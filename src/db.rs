// ==========================================
// 需求协调驾驶舱 - SQLite 连接初始化
// ==========================================
// 目标:
// - 统一所有 Connection::open 的 PRAGMA 行为（外键/busy_timeout）
// - 项目库建库脚本内嵌，打开即可用
// ==========================================

use rusqlite::Connection;
use rusqlite::OptionalExtension;
use std::sync::{Arc, Mutex};
use std::time::Duration;
use tracing::{debug, warn};

/// 默认 busy_timeout（毫秒）
pub const DEFAULT_BUSY_TIMEOUT_MS: u64 = 5_000;

/// 当前代码所期望的 schema_version（与 `migrations/v0.*.sql` 对齐）
pub const CURRENT_SCHEMA_VERSION: i64 = 1;

/// 项目库建库脚本（幂等，可重复执行）
const SCHEMA_SQL: &str = include_str!("../migrations/v0.1_init.sql");

/// 配置 SQLite 连接的统一 PRAGMA
///
/// 说明：
/// - foreign_keys 需要“每个连接”单独开启
/// - busy_timeout 需要“每个连接”单独配置
pub fn configure_sqlite_connection(conn: &Connection) -> rusqlite::Result<()> {
    conn.execute_batch("PRAGMA foreign_keys = ON;")?;
    conn.busy_timeout(Duration::from_millis(DEFAULT_BUSY_TIMEOUT_MS))?;
    Ok(())
}

/// 打开 SQLite 连接并应用统一配置
pub fn open_sqlite_connection(db_path: &str) -> rusqlite::Result<Connection> {
    let conn = Connection::open(db_path)?;
    configure_sqlite_connection(&conn)?;
    Ok(conn)
}

/// 执行建库脚本
pub fn init_schema(conn: &Connection) -> rusqlite::Result<()> {
    conn.execute_batch(SCHEMA_SQL)?;
    debug!(version = CURRENT_SCHEMA_VERSION, "项目库 schema 已就绪");
    Ok(())
}

/// 打开项目库：应用 PRAGMA、建表，并包装为共享连接
///
/// 同一项目库内的所有仓储共享这一个连接（单写者）。
pub fn open_project_store(db_path: &str) -> rusqlite::Result<Arc<Mutex<Connection>>> {
    let conn = open_sqlite_connection(db_path)?;
    init_schema(&conn)?;

    match read_schema_version(&conn)? {
        Some(v) if v != CURRENT_SCHEMA_VERSION => {
            warn!(
                db_path = db_path,
                found = v,
                expected = CURRENT_SCHEMA_VERSION,
                "项目库 schema_version 与当前代码不一致"
            );
        }
        _ => {}
    }

    Ok(Arc::new(Mutex::new(conn)))
}

/// 内存项目库（测试与一次性工具使用）
pub fn open_in_memory_store() -> rusqlite::Result<Arc<Mutex<Connection>>> {
    let conn = Connection::open_in_memory()?;
    configure_sqlite_connection(&conn)?;
    init_schema(&conn)?;
    Ok(Arc::new(Mutex::new(conn)))
}

/// 读取 schema_version（若表不存在则返回 None）
pub fn read_schema_version(conn: &Connection) -> rusqlite::Result<Option<i64>> {
    let has_table: bool = conn
        .query_row(
            "SELECT 1 FROM sqlite_master WHERE type='table' AND name='schema_version' LIMIT 1",
            [],
            |_row| Ok(true),
        )
        .optional()?
        .unwrap_or(false);

    if !has_table {
        return Ok(None);
    }

    let v: Option<i64> = conn.query_row("SELECT MAX(version) FROM schema_version", [], |row| row.get(0))?;
    Ok(v)
}
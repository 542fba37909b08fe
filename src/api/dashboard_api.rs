// ==========================================
// 需求协调驾驶舱 - 指标 API
// ==========================================
// 职责: 迭代指标汇总、项目迭代时间线
// ==========================================

use crate::api::error::{ApiError, ApiResult};
use crate::domain::snapshot::IterationTimelineEntry;
use crate::engine::dashboard::{DashboardEngine, IterationDashboard};
use crate::repository::{IterationRepository, SnapshotRepository};
use std::sync::Arc;

pub struct DashboardApi {
    snapshot_repo: Arc<SnapshotRepository>,
    iteration_repo: Arc<IterationRepository>,
    engine: DashboardEngine,
}

impl DashboardApi {
    pub fn new(snapshot_repo: Arc<SnapshotRepository>, iteration_repo: Arc<IterationRepository>) -> Self {
        Self {
            snapshot_repo,
            iteration_repo,
            engine: DashboardEngine::new(),
        }
    }

    /// 迭代指标
    ///
    /// # 返回
    /// 状态分布、冲突数/率、供应商响应与接受率、决策汇总
    pub fn iteration_summary(
        &self,
        project_id: i64,
        iteration_id: &str,
    ) -> ApiResult<IterationDashboard> {
        let iteration = self
            .iteration_repo
            .find_by_id(project_id, iteration_id)?
            .ok_or_else(|| ApiError::NotFound(format!("迭代 {}", iteration_id)))?;
        let snapshot = self.snapshot_repo.load(project_id, iteration.iteration_key)?;
        Ok(self.engine.summarize(&snapshot))
    }

    /// 项目迭代时间线（创建顺序）
    pub fn timeline(&self, project_id: i64) -> ApiResult<Vec<IterationTimelineEntry>> {
        Ok(self.snapshot_repo.timeline(project_id)?)
    }
}
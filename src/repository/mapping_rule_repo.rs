// ==========================================
// 需求协调驾驶舱 - 状态映射规则仓储
// ==========================================
// 唯一键: (IFNULL(supplier_id, 0), raw_status)
// 约束: raw_status 入库前已规范化（normalize_status_key）
// ==========================================

use crate::domain::mapping_rule::{normalize_status_key, StatusMappingRule};
use crate::domain::types::CanonicalStatus;
use crate::repository::error::{RepositoryError, RepositoryResult};
use crate::repository::row_codec::{enum_col, format_ts, now, ts_col};
use rusqlite::{params, Connection, OptionalExtension, Row};
use std::sync::{Arc, Mutex};

pub struct MappingRuleRepository {
    conn: Arc<Mutex<Connection>>,
}

impl MappingRuleRepository {
    pub fn new(conn: Arc<Mutex<Connection>>) -> Self {
        Self { conn }
    }

    fn get_conn(&self) -> RepositoryResult<std::sync::MutexGuard<Connection>> {
        self.conn
            .lock()
            .map_err(|e| RepositoryError::LockError(e.to_string()))
    }

    /// 全部规则（全局规则在前，其后按供应商、原始状态排序）
    pub fn list(&self) -> RepositoryResult<Vec<StatusMappingRule>> {
        let conn = self.get_conn()?;
        Self::list_tx(&conn)
    }

    pub fn list_tx(conn: &Connection) -> RepositoryResult<Vec<StatusMappingRule>> {
        let mut stmt = conn.prepare(
            r#"
            SELECT rule_id, supplier_id, raw_status, canonical_status, updated_at
            FROM status_mapping_rule
            ORDER BY IFNULL(supplier_id, 0), raw_status
            "#,
        )?;
        let rules = stmt
            .query_map([], map_rule)?
            .collect::<Result<Vec<_>, _>>()?;
        Ok(rules)
    }

    /// 新增或覆盖规则
    ///
    /// # 参数
    /// - supplier_id: None 表示全局规则
    /// - raw_status: 原始状态（内部规范化）
    /// - canonical_status: 目标规范状态
    pub fn upsert(
        &self,
        supplier_id: Option<i64>,
        raw_status: &str,
        canonical_status: CanonicalStatus,
    ) -> RepositoryResult<StatusMappingRule> {
        let key = normalize_status_key(raw_status);
        if key.is_empty() {
            return Err(RepositoryError::ValidationError(
                "原始状态不能为空".to_string(),
            ));
        }

        let conn = self.get_conn()?;
        let tx = conn.unchecked_transaction()?;
        let updated_at = now();

        let existing: Option<i64> = tx
            .query_row(
                r#"
                SELECT rule_id FROM status_mapping_rule
                WHERE IFNULL(supplier_id, 0) = IFNULL(?1, 0) AND raw_status = ?2
                "#,
                params![supplier_id, key],
                |row| row.get(0),
            )
            .optional()?;

        let rule_id = match existing {
            Some(rule_id) => {
                tx.execute(
                    r#"
                    UPDATE status_mapping_rule
                    SET canonical_status = ?1, updated_at = ?2
                    WHERE rule_id = ?3
                    "#,
                    params![canonical_status.to_db_str(), format_ts(&updated_at), rule_id],
                )?;
                rule_id
            }
            None => {
                tx.execute(
                    r#"
                    INSERT INTO status_mapping_rule (supplier_id, raw_status, canonical_status, updated_at)
                    VALUES (?1, ?2, ?3, ?4)
                    "#,
                    params![
                        supplier_id,
                        key,
                        canonical_status.to_db_str(),
                        format_ts(&updated_at)
                    ],
                )?;
                tx.last_insert_rowid()
            }
        };
        tx.commit()?;

        Ok(StatusMappingRule {
            rule_id,
            supplier_id,
            raw_status: key,
            canonical_status,
            updated_at,
        })
    }

    /// 删除规则
    ///
    /// # 返回
    /// - Ok(true): 已删除
    /// - Ok(false): 规则不存在
    pub fn delete(&self, supplier_id: Option<i64>, raw_status: &str) -> RepositoryResult<bool> {
        let conn = self.get_conn()?;
        let rows = conn.execute(
            r#"
            DELETE FROM status_mapping_rule
            WHERE IFNULL(supplier_id, 0) = IFNULL(?1, 0) AND raw_status = ?2
            "#,
            params![supplier_id, normalize_status_key(raw_status)],
        )?;
        Ok(rows > 0)
    }
}

fn map_rule(row: &Row) -> rusqlite::Result<StatusMappingRule> {
    Ok(StatusMappingRule {
        rule_id: row.get(0)?,
        supplier_id: row.get(1)?,
        raw_status: row.get(2)?,
        canonical_status: enum_col(row, 3, CanonicalStatus::from_str)?,
        updated_at: ts_col(row, 4)?,
    })
}

#[cfg(test)]
mod tests {
    use super::*;
    use crate::db::open_in_memory_store;
    use crate::repository::{ProjectRepository, SupplierRepository};

    fn setup() -> (MappingRuleRepository, i64) {
        let store = open_in_memory_store().unwrap();
        let project = ProjectRepository::new(store.clone()).insert("P", None).unwrap();
        let supplier = SupplierRepository::new(store.clone())
            .insert(project.project_id, "Acme", None)
            .unwrap();
        (MappingRuleRepository::new(store), supplier.supplier_id)
    }

    #[test]
    fn test_upsert_is_keyed_by_supplier_and_normalized_status() {
        let (repo, acme) = setup();

        repo.upsert(None, "Open", CanonicalStatus::ClarificationNeeded).unwrap();
        repo.upsert(Some(acme), "open", CanonicalStatus::Rejected).unwrap();
        let updated = repo.upsert(None, "  OPEN ", CanonicalStatus::Accepted).unwrap();
        assert_eq!(updated.raw_status, "open");

        let rules = repo.list().unwrap();
        assert_eq!(rules.len(), 2);
        assert_eq!(rules[0].supplier_id, None);
        assert_eq!(rules[0].canonical_status, CanonicalStatus::Accepted);
        assert_eq!(rules[1].supplier_id, Some(acme));
    }

    #[test]
    fn test_delete_and_blank_rejected() {
        let (repo, acme) = setup();
        repo.upsert(Some(acme), "Geht", CanonicalStatus::Accepted).unwrap();

        assert!(repo.delete(Some(acme), "geht").unwrap());
        assert!(!repo.delete(Some(acme), "geht").unwrap());
        assert!(matches!(
            repo.upsert(None, "   ", CanonicalStatus::Accepted),
            Err(RepositoryError::ValidationError(_))
        ));
    }
}
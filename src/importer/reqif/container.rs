// ==========================================
// ReqIF 载荷解包
// ==========================================
// .reqif: 单个 XML 载荷
// .reqifz: zip 容器，按归档顺序取出全部 .reqif 条目
// ==========================================

use crate::importer::error::ParseError;
use std::io::{Cursor, Read};
use tracing::debug;
use zip::ZipArchive;

const ZIP_MAGIC: &[u8] = b"PK\x03\x04";
/// 单个容器条目解压后的上限
const MAX_ENTRY_BYTES: u64 = 256 * 1024 * 1024;
/// 按条目声明大小预分配的上限（声明值不可信）
const PREALLOC_LIMIT: u64 = 1024 * 1024;
const UTF8_BOM: &str = "\u{feff}";

/// 单个 XML 载荷
#[derive(Debug, Clone, PartialEq, Eq)]
pub struct Payload {
    /// 载荷名称：单文件为文档名，容器内为条目路径
    pub name: String,
    pub xml: String,
}

/// 是否为 zip 容器（按魔数判断，不依赖扩展名）
pub fn is_container(bytes: &[u8]) -> bool {
    bytes.starts_with(ZIP_MAGIC)
}

/// 解包文档字节为 XML 载荷列表
pub fn unpack(document_name: &str, bytes: &[u8]) -> Result<Vec<Payload>, ParseError> {
    if !is_container(bytes) {
        let xml = decode_utf8(document_name, bytes.to_vec())?;
        return Ok(vec![Payload {
            name: document_name.to_string(),
            xml,
        }]);
    }

    let mut archive = ZipArchive::new(Cursor::new(bytes))?;
    let mut payloads = Vec::new();

    for index in 0..archive.len() {
        let mut entry = archive.by_index(index)?;
        if entry.is_dir() || !entry.name().to_lowercase().ends_with(".reqif") {
            continue;
        }

        let name = entry.name().to_string();
        let declared = entry.size();
        let buf = read_entry(&name, &mut entry, declared, MAX_ENTRY_BYTES)?;
        debug!(container = document_name, entry = %name, bytes = buf.len(), "读取容器条目");

        let xml = decode_utf8(&name, buf)?;
        payloads.push(Payload { name, xml });
    }

    if payloads.is_empty() {
        return Err(ParseError::EmptyContainer(document_name.to_string()));
    }

    Ok(payloads)
}

/// 读取条目内容，超过 limit 即失败
fn read_entry(
    name: &str,
    reader: &mut impl Read,
    declared: u64,
    limit: u64,
) -> Result<Vec<u8>, ParseError> {
    let mut buf = Vec::with_capacity(declared.min(limit).min(PREALLOC_LIMIT) as usize);
    reader.take(limit + 1).read_to_end(&mut buf)?;
    if buf.len() as u64 > limit {
        return Err(ParseError::EntryTooLarge {
            source_name: name.to_string(),
            limit,
        });
    }
    Ok(buf)
}

fn decode_utf8(source_name: &str, bytes: Vec<u8>) -> Result<String, ParseError> {
    let text = String::from_utf8(bytes).map_err(|e| ParseError::Encoding {
        source_name: source_name.to_string(),
        message: e.to_string(),
    })?;

    Ok(match text.strip_prefix(UTF8_BOM) {
        Some(rest) => rest.to_string(),
        None => text,
    })
}
// ==========================================
// 需求协调驾驶舱 - 导入文档来源与批量解析
// ==========================================
// 职责: 文件/字节 → ParsedDocument（记录 + 警告 + 统计）
// 并发: 每个文档一个 spawn_blocking 任务，结果按输入顺序返回
// ==========================================

use crate::domain::import::{ImportIssue, ParseStats};
use crate::importer::error::{ImportError, ImportResult, ParseError};
use crate::importer::reqif::{ExchangeDocument, ExchangeRecord, ParseOptions};
use futures::future::try_join_all;
use std::path::PathBuf;
use tracing::{debug, info, warn};

// ==========================================
// ImportSource - 待导入文档
// ==========================================
#[derive(Debug, Clone)]
pub enum ImportSource {
    /// 磁盘文件（.reqif / .reqifz）
    Path(PathBuf),
    /// 内存中的文档（调用层已读取）
    Bytes { name: String, bytes: Vec<u8> },
}

impl ImportSource {
    pub fn from_path(path: impl Into<PathBuf>) -> Self {
        ImportSource::Path(path.into())
    }

    pub fn from_bytes(name: impl Into<String>, bytes: impl Into<Vec<u8>>) -> Self {
        ImportSource::Bytes {
            name: name.into(),
            bytes: bytes.into(),
        }
    }

    /// 展示名（文件名或调用层给定名称）
    pub fn name(&self) -> String {
        match self {
            ImportSource::Path(path) => path
                .file_name()
                .map(|n| n.to_string_lossy().to_string())
                .unwrap_or_else(|| path.display().to_string()),
            ImportSource::Bytes { name, .. } => name.clone(),
        }
    }

    fn open(&self) -> Result<ExchangeDocument, ParseError> {
        match self {
            ImportSource::Path(path) => ExchangeDocument::from_path(path),
            ImportSource::Bytes { name, bytes } => ExchangeDocument::from_bytes(name.clone(), bytes),
        }
    }
}

/// 已解析文档
#[derive(Debug, Clone)]
pub struct ParsedDocument {
    pub name: String,
    pub records: Vec<ExchangeRecord>,
    pub warnings: Vec<ImportIssue>,
    pub stats: ParseStats,
}

/// 文档级解析失败
#[derive(Debug)]
pub struct DocumentFailure {
    pub document: String,
    pub error: ParseError,
}

impl DocumentFailure {
    pub fn to_issue(&self) -> ImportIssue {
        self.error.to_issue(&self.document)
    }
}

/// 同步解析单个文档（在阻塞线程中调用）
pub fn parse_source(source: &ImportSource, options: &ParseOptions) -> Result<ParsedDocument, ParseError> {
    let document = source.open()?;
    let mut stream = document.records(options)?;
    let records: Vec<ExchangeRecord> = stream.by_ref().collect();
    let (warnings, stats) = stream.finish();

    debug!(
        document = %document.name(),
        records = records.len(),
        warnings = warnings.len(),
        "文档解析完成"
    );

    Ok(ParsedDocument {
        name: document.name().to_string(),
        records,
        warnings,
        stats,
    })
}

/// 并行解析一批文档
///
/// # 返回
/// - Ok(Ok(docs)): 全部解析成功，顺序与输入一致
/// - Ok(Err(failures)): 至少一个文档级失败（调用方不得写库）
/// - Err: 文件不存在或后台任务异常
pub async fn parse_batch(
    sources: Vec<ImportSource>,
    options: ParseOptions,
) -> ImportResult<Result<Vec<ParsedDocument>, Vec<DocumentFailure>>> {
    for source in &sources {
        if let ImportSource::Path(path) = source {
            if !path.exists() {
                return Err(ImportError::FileNotFound(path.display().to_string()));
            }
        }
    }

    let total = sources.len();
    let tasks = sources.into_iter().map(|source| {
        let options = options.clone();
        tokio::task::spawn_blocking(move || {
            let name = source.name();
            parse_source(&source, &options).map_err(|error| DocumentFailure {
                document: name,
                error,
            })
        })
    });

    let outcomes = try_join_all(tasks).await?;

    let mut documents = Vec::with_capacity(total);
    let mut failures = Vec::new();
    for outcome in outcomes {
        match outcome {
            Ok(doc) => documents.push(doc),
            Err(failure) => {
                warn!(document = %failure.document, error = %failure.error, "文档解析失败");
                failures.push(failure);
            }
        }
    }

    info!(
        total = total,
        parsed = documents.len(),
        failed = failures.len(),
        "批量解析完成"
    );

    if failures.is_empty() {
        Ok(Ok(documents))
    } else {
        Ok(Err(failures))
    }
}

——

### YOUR TASK
Show every line from the entries above in which the word "stmt" appears.

### RESPONSE
        let mut stmt = conn.prepare(
        let rules = stmt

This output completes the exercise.